++++ Data for the task
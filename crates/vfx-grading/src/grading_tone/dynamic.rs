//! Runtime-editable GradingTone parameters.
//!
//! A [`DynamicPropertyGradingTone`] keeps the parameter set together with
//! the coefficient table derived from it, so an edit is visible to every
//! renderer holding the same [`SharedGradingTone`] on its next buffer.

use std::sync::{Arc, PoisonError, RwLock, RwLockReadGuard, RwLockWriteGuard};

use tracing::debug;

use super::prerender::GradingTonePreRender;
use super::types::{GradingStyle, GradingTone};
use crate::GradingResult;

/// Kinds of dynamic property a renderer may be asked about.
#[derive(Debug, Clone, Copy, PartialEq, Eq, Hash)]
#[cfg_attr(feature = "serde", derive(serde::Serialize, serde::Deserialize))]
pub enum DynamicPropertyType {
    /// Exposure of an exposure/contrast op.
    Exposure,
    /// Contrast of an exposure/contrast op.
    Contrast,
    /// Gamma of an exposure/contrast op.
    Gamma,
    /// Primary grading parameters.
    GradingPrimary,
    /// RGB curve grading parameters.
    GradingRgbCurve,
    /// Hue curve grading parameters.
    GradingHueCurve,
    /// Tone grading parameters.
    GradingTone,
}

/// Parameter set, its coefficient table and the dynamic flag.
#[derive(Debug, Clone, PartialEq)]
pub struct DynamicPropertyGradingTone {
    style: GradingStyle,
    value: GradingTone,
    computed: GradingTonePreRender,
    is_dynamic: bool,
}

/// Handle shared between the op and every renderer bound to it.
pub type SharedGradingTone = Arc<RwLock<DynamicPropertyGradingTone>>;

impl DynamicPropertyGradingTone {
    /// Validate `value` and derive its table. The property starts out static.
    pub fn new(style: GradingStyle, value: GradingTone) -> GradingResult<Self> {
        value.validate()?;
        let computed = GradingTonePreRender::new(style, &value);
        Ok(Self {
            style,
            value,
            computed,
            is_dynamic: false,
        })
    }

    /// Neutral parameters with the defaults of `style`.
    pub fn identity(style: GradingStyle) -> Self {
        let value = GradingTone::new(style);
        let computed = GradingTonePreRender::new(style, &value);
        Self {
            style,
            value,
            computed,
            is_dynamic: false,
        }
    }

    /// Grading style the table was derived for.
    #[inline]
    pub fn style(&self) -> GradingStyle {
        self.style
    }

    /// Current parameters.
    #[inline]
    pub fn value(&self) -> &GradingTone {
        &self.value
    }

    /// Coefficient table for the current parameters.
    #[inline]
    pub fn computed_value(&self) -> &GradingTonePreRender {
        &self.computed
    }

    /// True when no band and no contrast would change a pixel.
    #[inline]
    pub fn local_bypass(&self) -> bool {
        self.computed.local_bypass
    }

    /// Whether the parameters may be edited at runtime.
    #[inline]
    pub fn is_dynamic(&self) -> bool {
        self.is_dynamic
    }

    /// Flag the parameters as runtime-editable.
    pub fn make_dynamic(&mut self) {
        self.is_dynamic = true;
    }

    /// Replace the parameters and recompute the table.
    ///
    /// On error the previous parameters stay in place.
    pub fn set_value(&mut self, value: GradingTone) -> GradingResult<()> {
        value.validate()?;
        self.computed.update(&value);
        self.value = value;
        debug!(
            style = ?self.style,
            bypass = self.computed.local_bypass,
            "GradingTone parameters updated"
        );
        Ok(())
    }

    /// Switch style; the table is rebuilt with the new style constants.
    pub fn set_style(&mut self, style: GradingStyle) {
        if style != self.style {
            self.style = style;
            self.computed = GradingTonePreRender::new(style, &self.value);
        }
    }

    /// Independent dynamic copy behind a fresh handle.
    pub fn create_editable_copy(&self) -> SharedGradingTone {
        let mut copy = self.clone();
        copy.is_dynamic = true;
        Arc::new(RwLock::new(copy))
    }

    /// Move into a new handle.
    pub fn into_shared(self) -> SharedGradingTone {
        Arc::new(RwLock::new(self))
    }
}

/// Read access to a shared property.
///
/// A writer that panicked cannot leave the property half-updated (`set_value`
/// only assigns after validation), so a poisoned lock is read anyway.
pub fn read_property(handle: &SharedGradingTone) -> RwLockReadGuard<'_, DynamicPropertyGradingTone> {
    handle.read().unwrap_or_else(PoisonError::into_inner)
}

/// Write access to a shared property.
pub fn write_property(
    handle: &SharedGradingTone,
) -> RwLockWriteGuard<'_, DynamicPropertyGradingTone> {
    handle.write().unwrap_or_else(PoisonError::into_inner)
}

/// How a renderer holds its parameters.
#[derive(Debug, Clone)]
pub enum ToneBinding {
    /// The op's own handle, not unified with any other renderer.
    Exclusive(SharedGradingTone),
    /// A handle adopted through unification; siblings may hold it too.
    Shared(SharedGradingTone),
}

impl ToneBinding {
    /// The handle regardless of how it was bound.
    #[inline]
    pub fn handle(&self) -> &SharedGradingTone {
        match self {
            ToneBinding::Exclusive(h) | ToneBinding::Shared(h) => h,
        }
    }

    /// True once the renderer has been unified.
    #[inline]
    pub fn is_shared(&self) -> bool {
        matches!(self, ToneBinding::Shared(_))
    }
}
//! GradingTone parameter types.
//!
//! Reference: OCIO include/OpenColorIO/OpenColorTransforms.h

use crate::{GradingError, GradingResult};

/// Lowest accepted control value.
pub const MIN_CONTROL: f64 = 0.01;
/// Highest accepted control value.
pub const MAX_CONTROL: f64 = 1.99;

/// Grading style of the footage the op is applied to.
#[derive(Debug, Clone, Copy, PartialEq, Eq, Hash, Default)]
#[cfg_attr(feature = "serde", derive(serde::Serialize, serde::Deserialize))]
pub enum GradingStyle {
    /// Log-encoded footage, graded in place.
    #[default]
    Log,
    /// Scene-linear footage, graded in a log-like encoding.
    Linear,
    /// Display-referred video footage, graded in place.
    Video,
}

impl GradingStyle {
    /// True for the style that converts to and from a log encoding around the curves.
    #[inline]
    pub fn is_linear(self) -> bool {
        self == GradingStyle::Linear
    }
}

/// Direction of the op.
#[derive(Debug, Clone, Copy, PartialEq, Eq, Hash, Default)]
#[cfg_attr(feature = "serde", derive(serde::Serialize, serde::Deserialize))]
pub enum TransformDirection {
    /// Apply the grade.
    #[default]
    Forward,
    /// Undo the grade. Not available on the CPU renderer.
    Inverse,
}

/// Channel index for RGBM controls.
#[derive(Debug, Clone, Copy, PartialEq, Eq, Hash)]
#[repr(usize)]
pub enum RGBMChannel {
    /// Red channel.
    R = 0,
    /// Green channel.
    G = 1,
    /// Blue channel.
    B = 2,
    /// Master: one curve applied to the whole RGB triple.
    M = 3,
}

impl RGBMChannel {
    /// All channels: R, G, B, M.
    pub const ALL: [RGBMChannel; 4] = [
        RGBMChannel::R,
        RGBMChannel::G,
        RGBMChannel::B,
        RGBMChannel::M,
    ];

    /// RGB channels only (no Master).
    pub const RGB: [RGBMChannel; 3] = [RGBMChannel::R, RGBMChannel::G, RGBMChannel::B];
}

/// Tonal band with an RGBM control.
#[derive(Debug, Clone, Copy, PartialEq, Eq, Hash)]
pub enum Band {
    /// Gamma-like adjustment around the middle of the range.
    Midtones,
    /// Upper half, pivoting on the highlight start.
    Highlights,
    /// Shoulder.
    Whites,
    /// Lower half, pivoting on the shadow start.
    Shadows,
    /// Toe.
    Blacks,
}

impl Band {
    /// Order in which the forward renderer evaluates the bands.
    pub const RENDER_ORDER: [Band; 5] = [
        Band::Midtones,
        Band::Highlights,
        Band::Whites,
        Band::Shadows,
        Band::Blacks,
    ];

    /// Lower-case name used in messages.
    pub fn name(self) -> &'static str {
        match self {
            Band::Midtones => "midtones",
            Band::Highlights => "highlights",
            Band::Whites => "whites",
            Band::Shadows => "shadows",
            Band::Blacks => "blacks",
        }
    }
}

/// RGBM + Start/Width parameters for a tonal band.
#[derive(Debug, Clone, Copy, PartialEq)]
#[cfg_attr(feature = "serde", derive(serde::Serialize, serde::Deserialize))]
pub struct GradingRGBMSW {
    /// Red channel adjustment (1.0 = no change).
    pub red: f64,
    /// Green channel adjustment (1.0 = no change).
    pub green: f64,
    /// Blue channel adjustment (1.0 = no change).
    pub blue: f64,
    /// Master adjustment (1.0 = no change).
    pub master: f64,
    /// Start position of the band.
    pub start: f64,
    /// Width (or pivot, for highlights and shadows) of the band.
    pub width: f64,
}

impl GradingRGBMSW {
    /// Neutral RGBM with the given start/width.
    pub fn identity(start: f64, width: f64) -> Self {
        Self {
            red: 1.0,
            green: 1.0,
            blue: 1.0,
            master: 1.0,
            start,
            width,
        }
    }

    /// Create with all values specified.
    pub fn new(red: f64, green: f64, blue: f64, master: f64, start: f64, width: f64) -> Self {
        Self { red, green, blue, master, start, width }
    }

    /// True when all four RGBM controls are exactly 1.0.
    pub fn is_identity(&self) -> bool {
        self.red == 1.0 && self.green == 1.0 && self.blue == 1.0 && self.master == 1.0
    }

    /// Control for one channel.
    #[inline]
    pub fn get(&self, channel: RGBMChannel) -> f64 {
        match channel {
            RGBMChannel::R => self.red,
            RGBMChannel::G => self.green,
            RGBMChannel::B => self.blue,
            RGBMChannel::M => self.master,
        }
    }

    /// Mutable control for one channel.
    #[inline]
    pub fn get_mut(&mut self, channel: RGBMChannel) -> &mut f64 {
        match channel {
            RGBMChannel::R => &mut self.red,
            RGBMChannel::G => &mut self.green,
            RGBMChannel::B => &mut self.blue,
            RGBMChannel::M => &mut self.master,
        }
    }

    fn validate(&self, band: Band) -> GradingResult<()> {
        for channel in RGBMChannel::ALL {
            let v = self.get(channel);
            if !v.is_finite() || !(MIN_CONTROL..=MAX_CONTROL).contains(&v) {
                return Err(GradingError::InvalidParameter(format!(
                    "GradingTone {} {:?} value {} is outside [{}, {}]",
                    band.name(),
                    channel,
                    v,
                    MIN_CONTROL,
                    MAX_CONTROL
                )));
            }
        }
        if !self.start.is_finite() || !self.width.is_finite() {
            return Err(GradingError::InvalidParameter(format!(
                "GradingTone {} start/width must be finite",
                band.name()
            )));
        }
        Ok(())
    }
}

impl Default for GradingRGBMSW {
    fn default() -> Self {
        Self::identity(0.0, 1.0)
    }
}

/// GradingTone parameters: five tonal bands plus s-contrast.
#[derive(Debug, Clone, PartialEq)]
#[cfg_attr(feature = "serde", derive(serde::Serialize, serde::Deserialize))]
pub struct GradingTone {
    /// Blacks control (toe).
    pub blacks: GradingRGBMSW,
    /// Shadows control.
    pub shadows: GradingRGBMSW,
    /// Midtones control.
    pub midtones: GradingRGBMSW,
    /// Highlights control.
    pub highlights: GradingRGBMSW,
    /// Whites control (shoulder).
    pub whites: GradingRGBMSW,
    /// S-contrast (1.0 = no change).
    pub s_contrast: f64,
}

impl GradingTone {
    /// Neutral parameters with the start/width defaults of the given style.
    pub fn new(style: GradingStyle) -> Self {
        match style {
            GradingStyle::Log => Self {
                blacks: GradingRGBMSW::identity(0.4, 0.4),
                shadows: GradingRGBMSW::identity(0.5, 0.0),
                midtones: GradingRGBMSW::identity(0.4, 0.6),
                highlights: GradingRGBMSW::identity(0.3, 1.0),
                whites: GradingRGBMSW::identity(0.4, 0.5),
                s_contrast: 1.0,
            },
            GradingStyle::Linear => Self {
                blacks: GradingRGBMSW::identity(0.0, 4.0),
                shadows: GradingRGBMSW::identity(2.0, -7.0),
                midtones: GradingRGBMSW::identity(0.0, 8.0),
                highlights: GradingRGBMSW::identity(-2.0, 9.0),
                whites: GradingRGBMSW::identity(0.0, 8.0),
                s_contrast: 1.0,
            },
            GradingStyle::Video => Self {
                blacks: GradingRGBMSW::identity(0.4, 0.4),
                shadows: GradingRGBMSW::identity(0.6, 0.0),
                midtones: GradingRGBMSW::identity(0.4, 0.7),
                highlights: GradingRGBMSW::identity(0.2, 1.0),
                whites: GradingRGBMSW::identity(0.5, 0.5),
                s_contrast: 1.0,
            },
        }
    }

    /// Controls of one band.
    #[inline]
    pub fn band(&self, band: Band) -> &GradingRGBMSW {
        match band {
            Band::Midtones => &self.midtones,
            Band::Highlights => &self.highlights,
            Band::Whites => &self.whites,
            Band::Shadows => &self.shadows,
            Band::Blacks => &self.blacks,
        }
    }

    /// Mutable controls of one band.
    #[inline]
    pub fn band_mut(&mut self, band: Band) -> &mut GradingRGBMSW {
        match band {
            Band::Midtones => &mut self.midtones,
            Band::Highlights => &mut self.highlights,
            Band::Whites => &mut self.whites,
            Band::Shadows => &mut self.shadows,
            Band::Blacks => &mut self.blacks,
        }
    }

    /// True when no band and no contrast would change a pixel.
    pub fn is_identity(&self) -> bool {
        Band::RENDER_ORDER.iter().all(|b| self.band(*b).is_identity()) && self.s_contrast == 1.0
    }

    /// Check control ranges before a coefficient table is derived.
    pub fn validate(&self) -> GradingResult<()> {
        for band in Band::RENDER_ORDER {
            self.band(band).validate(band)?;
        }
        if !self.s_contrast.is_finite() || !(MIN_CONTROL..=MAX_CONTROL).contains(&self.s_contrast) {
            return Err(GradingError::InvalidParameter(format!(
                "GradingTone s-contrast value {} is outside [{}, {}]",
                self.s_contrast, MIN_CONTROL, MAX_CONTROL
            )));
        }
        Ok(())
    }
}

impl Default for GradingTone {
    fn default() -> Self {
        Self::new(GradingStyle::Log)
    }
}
++++++++
• [Exercise] With the line that has "#[repr(usize)]" as the first and the line that has "the given start/width." as the last, repeat exactly that run of lines above and no more.

• [Result of the task]
#[repr(usize)]
pub enum RGBMChannel {
    /// Red channel.
    R = 0,
    /// Green channel.
    G = 1,
    /// Blue channel.
    B = 2,
    /// Master: one curve applied to the whole RGB triple.
    M = 3,
}

impl RGBMChannel {
    /// All channels: R, G, B, M.
    pub const ALL: [RGBMChannel; 4] = [
        RGBMChannel::R,
        RGBMChannel::G,
        RGBMChannel::B,
        RGBMChannel::M,
    ];

    /// RGB channels only (no Master).
    pub const RGB: [RGBMChannel; 3] = [RGBMChannel::R, RGBMChannel::G, RGBMChannel::B];
}

/// Tonal band with an RGBM control.
#[derive(Debug, Clone, Copy, PartialEq, Eq, Hash)]
pub enum Band {
    /// Gamma-like adjustment around the middle of the range.
    Midtones,
    /// Upper half, pivoting on the highlight start.
    Highlights,
    /// Shoulder.
    Whites,
    /// Lower half, pivoting on the shadow start.
    Shadows,
    /// Toe.
    Blacks,
}

impl Band {
    /// Order in which the forward renderer evaluates the bands.
    pub const RENDER_ORDER: [Band; 5] = [
        Band::Midtones,
        Band::Highlights,
        Band::Whites,
        Band::Shadows,
        Band::Blacks,
    ];

    /// Lower-case name used in messages.
    pub fn name(self) -> &'static str {
        match self {
            Band::Midtones => "midtones",
            Band::Highlights => "highlights",
            Band::Whites => "whites",
            Band::Shadows => "shadows",
            Band::Blacks => "blacks",
        }
    }
}

/// RGBM + Start/Width parameters for a tonal band.
#[derive(Debug, Clone, Copy, PartialEq)]
#[cfg_attr(feature = "serde", derive(serde::Serialize, serde::Deserialize))]
pub struct GradingRGBMSW {
    /// Red channel adjustment (1.0 = no change).
    pub red: f64,
    /// Green channel adjustment (1.0 = no change).
    pub green: f64,
    /// Blue channel adjustment (1.0 = no change).
    pub blue: f64,
    /// Master adjustment (1.0 = no change).
    pub master: f64,
    /// Start position of the band.
    pub start: f64,
    /// Width (or pivot, for highlights and shadows) of the band.
    pub width: f64,
}

impl GradingRGBMSW {
    /// Neutral RGBM with the given start/width.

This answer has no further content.